Lo paradójico es que, en esta época de exhibición impúdica en la que mostramos sin reparos lo que comemos, lo que viajamos y lo que besamos, es cuando más tenemos que reivindicar el derecho a nuestra intimidad. Porque no es lo mismo un posado que un robado; de eso Lydia Lozano también sabe un rato. Y Vasile: me juego el emoticono de la flamenca a que, en breve, le mandará a Villarejo cuatro docenas de rosas rojas de tallo largo como las que le mandó a Pantoja. Estamos a un ramo de flores de que el comisario salga en "Sábado Deluxe". Y de que le reviente el polígrafo a Conchita

miércoles, 26 de septiembre de 2018

FUTURO

PUBLICADO EN LA VERDAD EL MARTES 25 DE SEPTIEMBRE DE 2018
Esta mañana me he sorprendido mirando el horóscopo.

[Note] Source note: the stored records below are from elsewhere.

// File: crates/emuchart-core/src/chart.rs
// Summary: Render composer: assembles axes, gridlines, series paths, markers,
// crosshair, tooltips and legend into one SVG drawing.

use emuchart_svg::{polyline_d, SvgDoc};

use crate::aggregate;
use crate::geometry::{clamp, PlotGeometry};
use crate::hit;
use crate::metric::{AxisPolicy, Metric};
use crate::model::{trim_float, Dataset};
use crate::project::{ProjectedPoint, Projector};
use crate::scale::{build_axis_ticks, fixed_axis_ticks, AxisTicks};
use crate::series::{self, Series};
use crate::state::{ChartState, DimState, Hover};
use crate::theme::Theme;

const STROKE_NORMAL: f64 = 2.0;
const STROKE_ACTIVE: f64 = 3.5;
const MARKER_RADIUS: f64 = 3.0;
const MARKER_RADIUS_ACTIVE: f64 = 4.5;
const DIM_OPACITY: f64 = 0.35;
const DESIRED_TICKS: usize = 6;

// tooltip text is approximated with a fixed per-character advance
const CHAR_W: f64 = 7.2;
const ROW_H: f64 = 16.0;
const TIP_PAD: f64 = 8.0;
const TIP_OFFSET: f64 = 12.0;

/// One chart instance: a metric drawn for the child runs of one parent run,
/// plus the synthetic sum series where the metric calls for it.
pub struct Chart {
    pub title: String,
    pub metric: Metric,
    pub series: Vec<Series>,
    pub theme: Theme,
}

impl Chart {
    /// Build the chart for one parent run: normalized per-run series in
    /// child-run order, then the aggregate when the metric aggregates.
    pub fn build(dataset: &Dataset, parent_id: i64, metric: Metric, theme: Theme) -> Self {
        let mut series = series::build_series(dataset, parent_id, &metric, theme.palette);
        if metric.aggregates() {
            if let Some(sum) = aggregate::sum_series(&series, theme.aggregate) {
                series.push(sum);
            }
        }
        let title = format!("{} ({})", metric.title, metric.unit);
        Self { title, metric, series, theme }
    }

    pub fn is_empty(&self) -> bool {
        self.series.iter().all(|s| s.points.is_empty())
    }

    /// Y axis per the metric's policy: fixed for throughput, nice-number
    /// otherwise.
    pub fn y_axis(&self) -> AxisTicks {
        match self.metric.axis {
            AxisPolicy::Fixed { max, step } => fixed_axis_ticks(max, step),
            AxisPolicy::Auto => match series::y_extent(&self.series) {
                Some((min, max)) => build_axis_ticks(min, max, DESIRED_TICKS),
                None => build_axis_ticks(0.0, 1.0, DESIRED_TICKS),
            },
        }
    }

    /// Projector for a geometry preset. The x domain is `[0, max observed x]`.
    pub fn projector(&self, geometry: PlotGeometry) -> Projector {
        let y = self.y_axis();
        Projector::new(geometry, (0.0, series::max_x(&self.series)), (y.min, y.max))
    }

    /// Project every series for hit-testing and drawing.
    pub fn project_all(&self, projector: &Projector) -> Vec<Vec<ProjectedPoint>> {
        self.series.iter().map(|s| projector.project_series(s)).collect()
    }

    /// Compose the full SVG document for the current interaction state.
    /// Never fails: empty charts render the placeholder instead of axes.
    pub fn render(&self, state: &ChartState) -> String {
        let geometry = state.geometry();
        let mut doc = SvgDoc::new(geometry.width, geometry.height);
        doc.rect(
            0.0,
            0.0,
            geometry.width,
            geometry.height,
            &format!(r#"fill="{}""#, self.theme.background),
        );
        doc.text(
            geometry.insets.left,
            16.0,
            &self.title,
            &format!(r#"fill="{}" font-size="14" class="chart-title""#, self.theme.axis_label),
        );

        if self.is_empty() {
            doc.text(
                geometry.width / 2.0,
                geometry.height / 2.0,
                "No points available",
                &format!(
                    r#"fill="{}" font-size="14" text-anchor="middle" class="empty-state""#,
                    self.theme.empty_text
                ),
            );
            return doc.finish();
        }

        let projector = self.projector(geometry);
        let projected = self.project_all(&projector);
        let y_axis = self.y_axis();

        self.draw_grid(&mut doc, &projector, &y_axis);
        self.draw_series(&mut doc, state, &projected);
        self.draw_crosshair(&mut doc, state, &projector, &projected);
        self.draw_legend(&mut doc, state, geometry);
        self.draw_tooltip(&mut doc, state, &projector, &projected);

        doc.finish()
    }

    fn draw_grid(&self, doc: &mut SvgDoc, projector: &Projector, y_axis: &AxisTicks) {
        let geometry = *projector.geometry();
        let rect = geometry.plot_rect();
        let grid = format!(r#"stroke="{}" stroke-width="1""#, self.theme.grid);
        let label = format!(r#"fill="{}" font-size="11""#, self.theme.axis_label);

        doc.open_group(r#"class="grid""#);
        for &t in &y_axis.ticks {
            let y = projector.y_px(t);
            doc.line(rect.left, y, rect.right, y, &grid);
            doc.text(
                rect.left - 6.0,
                y + 4.0,
                &trim_float(t),
                &format!(r#"{} text-anchor="end""#, label),
            );
        }
        let (x_min, x_max) = projector.x_range();
        let x_ticks = build_axis_ticks(x_min, x_max, DESIRED_TICKS);
        for &t in &x_ticks.ticks {
            if t < x_min || t > x_max {
                continue; // nice range may extend past the clamped domain
            }
            let x = projector.x_px(t);
            doc.line(x, rect.top, x, rect.bottom, &grid);
            doc.text(
                x,
                rect.bottom + 16.0,
                &trim_float(t),
                &format!(r#"{} text-anchor="middle""#, label),
            );
        }
        doc.close_group();

        let axis = format!(r#"stroke="{}" stroke-width="1.5""#, self.theme.axis_line);
        doc.line(rect.left, rect.bottom, rect.right, rect.bottom, &axis);
        doc.line(rect.left, rect.top, rect.left, rect.bottom, &axis);
        doc.text(
            rect.right,
            rect.bottom + 32.0,
            "seconds",
            &format!(r#"fill="{}" font-size="11" text-anchor="end""#, self.theme.axis_label),
        );
    }

    fn draw_series(&self, doc: &mut SvgDoc, state: &ChartState, projected: &[Vec<ProjectedPoint>]) {
        let focus = state.focus_point();
        for (si, points) in projected.iter().enumerate() {
            if points.is_empty() {
                continue;
            }
            let s = &self.series[si];
            let dim = state.dim_state(si);
            let (stroke_w, marker_r, opacity) = match dim {
                DimState::Active => (STROKE_ACTIVE, MARKER_RADIUS_ACTIVE, 1.0),
                DimState::Dimmed => (STROKE_NORMAL, MARKER_RADIUS, DIM_OPACITY),
                DimState::Normal | DimState::LegendActive => (STROKE_NORMAL, MARKER_RADIUS, 1.0),
            };
            let px: Vec<(f64, f64)> = points.iter().map(|p| (p.x, p.y)).collect();
            let d = polyline_d(&px);

            doc.open_group(&format!(r#"class="series" data-series="{}" opacity="{}""#, si, opacity));
            if points.len() > 1 {
                doc.path(
                    &d,
                    &format!(
                        r#"fill="none" stroke="{}" stroke-width="{}""#,
                        s.color,
                        trim_float(stroke_w)
                    ),
                );
                // invisible wide stroke mirroring the hit engine's path test
                doc.path(
                    &d,
                    &format!(
                        r#"fill="none" stroke="{}" stroke-width="{}" stroke-opacity="0" pointer-events="stroke" class="hit""#,
                        s.color,
                        trim_float(hit::PATH_HIT_STROKE)
                    ),
                );
            }
            for (pi, p) in points.iter().enumerate() {
                let r = if focus == Some((si, pi)) { MARKER_RADIUS_ACTIVE + 1.5 } else { marker_r };
                doc.circle(p.x, p.y, r, &format!(r#"fill="{}""#, s.color));
            }
            doc.close_group();
        }
    }

    fn draw_crosshair(
        &self,
        doc: &mut SvgDoc,
        state: &ChartState,
        projector: &Projector,
        projected: &[Vec<ProjectedPoint>],
    ) {
        let rect = projector.geometry().plot_rect();
        let x = match crosshair_x(state, projected, projector) {
            Some(x) => x,
            None => return,
        };
        doc.line(
            x,
            rect.top,
            x,
            rect.bottom,
            &format!(
                r#"stroke="{}" stroke-width="1" stroke-dasharray="3 3" class="crosshair""#,
                self.theme.crosshair
            ),
        );
    }

    fn draw_legend(&self, doc: &mut SvgDoc, state: &ChartState, geometry: PlotGeometry) {
        let mut x = geometry.insets.left;
        let y = geometry.height - 10.0;
        doc.open_group(r#"class="legend""#);
        for (si, s) in self.series.iter().enumerate() {
            let opacity = match state.dim_state(si) {
                DimState::Dimmed => DIM_OPACITY,
                _ => 1.0,
            };
            doc.open_group(&format!(
                r#"class="legend-chip" data-series="{}" opacity="{}""#,
                si, opacity
            ));
            doc.rect(x, y - 9.0, 10.0, 10.0, &format!(r#"fill="{}" rx="2""#, s.color));
            doc.text(
                x + 14.0,
                y,
                &s.label,
                &format!(r#"fill="{}" font-size="11""#, self.theme.axis_label),
            );
            doc.close_group();
            x += 14.0 + s.label.chars().count() as f64 * CHAR_W + 16.0;
        }
        doc.close_group();
    }

    fn draw_tooltip(
        &self,
        doc: &mut SvgDoc,
        state: &ChartState,
        projector: &Projector,
        projected: &[Vec<ProjectedPoint>],
    ) {
        // pin takes precedence; slice rows only when nothing is pinned
        if let Some((si, pi)) = state.focus_point() {
            let Some(p) = projected.get(si).and_then(|pts| pts.get(pi)) else { return };
            let s = &self.series[si];
            let rows = vec![format!(
                "{}: {} {}",
                s.label,
                trim_float(p.y_value),
                self.metric.unit
            )];
            let header = format!("t = {} s", trim_float(p.x_value));
            self.tooltip_box(doc, projector, p.x, p.y, &header, &rows);
            return;
        }
        if let Hover::Slice { domain_x } = state.hover() {
            let slice = hit::slice_at(domain_x, &self.series);
            if slice.is_empty() {
                return;
            }
            let rows: Vec<String> = slice
                .iter()
                .map(|row| {
                    let s = &self.series[row.series_index];
                    let p = s.points[row.point_index];
                    format!("{}: {} {}", s.label, trim_float(p.y), self.metric.unit)
                })
                .collect();
            let header = format!("t = {} s", trim_float(domain_x));
            let x = projector.x_px(domain_x);
            let y = projector.geometry().plot_rect().top + 20.0;
            self.tooltip_box(doc, projector, x, y, &header, &rows);
        }
    }

    /// Draw a tooltip anchored at a pixel position: to the right of the
    /// anchor, flipped left when it would overflow the right plot edge, and
    /// clamped vertically into the plot.
    fn tooltip_box(
        &self,
        doc: &mut SvgDoc,
        projector: &Projector,
        anchor_x: f64,
        anchor_y: f64,
        header: &str,
        rows: &[String],
    ) {
        let rect = projector.geometry().plot_rect();
        let widest = rows
            .iter()
            .map(|r| r.chars().count())
            .chain(std::iter::once(header.chars().count()))
            .max()
            .unwrap_or(0) as f64;
        let w = widest * CHAR_W + TIP_PAD * 2.0;
        let h = (rows.len() as f64 + 1.0) * ROW_H + TIP_PAD * 2.0 - 4.0;

        let mut x = anchor_x + TIP_OFFSET;
        if x + w > rect.right {
            x = anchor_x - TIP_OFFSET - w;
        }
        let y = clamp(anchor_y - h / 2.0, rect.top, (rect.bottom - h).max(rect.top));

        doc.open_group(r#"class="tooltip""#);
        doc.rect(
            x,
            y,
            w,
            h,
            &format!(
                r#"fill="{}" stroke="{}" rx="4""#,
                self.theme.tooltip_fill, self.theme.tooltip_border
            ),
        );
        let text_attrs = format!(r#"fill="{}" font-size="11""#, self.theme.tooltip_text);
        let mut ty = y + TIP_PAD + 10.0;
        doc.text(x + TIP_PAD, ty, header, &text_attrs);
        for row in rows {
            ty += ROW_H;
            doc.text(x + TIP_PAD, ty, row, &text_attrs);
        }
        doc.close_group();
    }
}

/// The crosshair pixel x for the current state, if any: the focused point's
/// x under pin/single hover, the pointer's domain x in slice mode.
fn crosshair_x(
    state: &ChartState,
    projected: &[Vec<ProjectedPoint>],
    projector: &Projector,
) -> Option<f64> {
    if let Some((si, pi)) = state.focus_point() {
        return projected.get(si).and_then(|pts| pts.get(pi)).map(|p| p.x);
    }
    match state.hover() {
        Hover::Slice { domain_x } => Some(projector.x_px(domain_x)),
        _ => None,
    }
}

#[cfg(test)]
mod tests {
    use super::*;
    use crate::metric;
    use crate::series::{PointXy, SeriesKey};

    fn chart_with(points: Vec<PointXy>) -> Chart {
        Chart {
            title: "Throughput (Mbps)".into(),
            metric: metric::find("throughput").unwrap(),
            series: vec![Series {
                key: SeriesKey::Run(1),
                label: "client 1".into(),
                color: "#4ea1ff",
                points,
            }],
            theme: Theme::dark(),
        }
    }

    #[test]
    fn empty_chart_renders_placeholder_without_axes() {
        let chart = chart_with(vec![]);
        let svg = chart.render(&ChartState::new());
        assert!(svg.contains("No points available"));
        assert!(!svg.contains(r#"class="grid""#));
    }

    #[test]
    fn populated_chart_renders_grid_path_and_legend() {
        let chart = chart_with(vec![PointXy { x: 0.0, y: 10.0 }, PointXy { x: 1.0, y: 12.0 }]);
        let svg = chart.render(&ChartState::new());
        assert!(svg.contains(r#"class="grid""#));
        assert!(svg.contains(r#"class="series""#));
        assert!(svg.contains(r#"class="legend-chip""#));
        assert!(svg.contains("client 1"));
        // fixed throughput axis
        assert!(svg.contains(">120<") && svg.contains(">40<") && svg.contains(">80<"));
    }

    #[test]
    fn slice_hover_renders_crosshair_and_tooltip() {
        let chart = chart_with(vec![PointXy { x: 0.0, y: 10.0 }, PointXy { x: 2.0, y: 12.0 }]);
        let mut state = ChartState::new();
        let projector = chart.projector(state.geometry());
        let projected = chart.project_all(&projector);
        let rect = projector.geometry().plot_rect();
        // mid-plot, far from the path vertically
        state.pointer_move(rect.left + rect.width() / 2.0, rect.top + 5.0, &projected, &projector);
        assert!(matches!(state.hover(), Hover::Slice { .. }));
        let svg = chart.render(&state);
        assert!(svg.contains(r#"class="crosshair""#));
        assert!(svg.contains(r#"class="tooltip""#));
    }
}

Sí, tal cual. Sí, yo también me he quedado muerta. Sí, no lo hacía desde los 12 años. Lo mismo que buscar matrículas de coche con tres nueves seguidos para saber si yo le gustaba al bigardo de turno, hacer los exámenes siempre con el mismo boli, cruzar los pasos de cebra sólo pisando las franjas blancas o comerme un Bony. Todo de una racionalidad que me río yo de Descartes
Pero llegaron los dieciséis y una se convirtió en una descreída militante con ninguna fe, poca esperanza y un mínimo de caridad. Y comenzó a parecerle incoherente la gente que se declaraba atea y luego se ponía ropa interior roja en Nochevieja; servidora los juzgaba con la dureza, la soberbia y la ignorancia propias de la adolescencia (y de Isabel Pantoja). Pero se ve que la edad ablanda el cerebro, el corazón y las carnes, sobre todo las carnes, y que nos invaden el miedo y la ansiedad: entonces empezamos a buscar señales absurdas que nos permitan sobrevivir a semanas que son un lunes eterno, y nos agarramos a lo que sea para aguantar firme en nuestras posiciones, y a intentar atraer la buena suerte y a ahuyentar la mala. Y todo eso lo hacemos aún siendo conscientes de que depositar nuestra fe en tocar un trozo de madera es tan efectivo como depositarla en que Paquirrín vaya a acabar el bachillerato.
Por eso, cuando vamos por la vida como pollo sin cabeza, pensamos en el destino como si existiera, cuando el destino no es más que el resultado de las decisiones que tomamos y de las que no tomamos. Hasta Stevie Wonder lo cantó, desatado y con el pelo a lo afro: "La superstición no es el camino". Y tanto que no; el camino es el curro, la constancia, el esfuerzo. Claro, que Stevie Wonder también cantaba "Si bebes, no conduzcas", y miren el caso que le hemos hecho. Pues lo mismo: al final, hasta los escépticos más recalcitrantes viven apoyándose en pequeñas supercherías cotidianas, y acaban llevando en la cartera un amuleto indio, una moneda china o la estampita de un santo. Yo llevo a Brays Efe disfrazado de Sor Francisca Salas, elegida por Dios mucho antes de nacer. Qué quieren, le tengo mucha fe a los Javis. Y más aún a los gintonics y a los torreznos.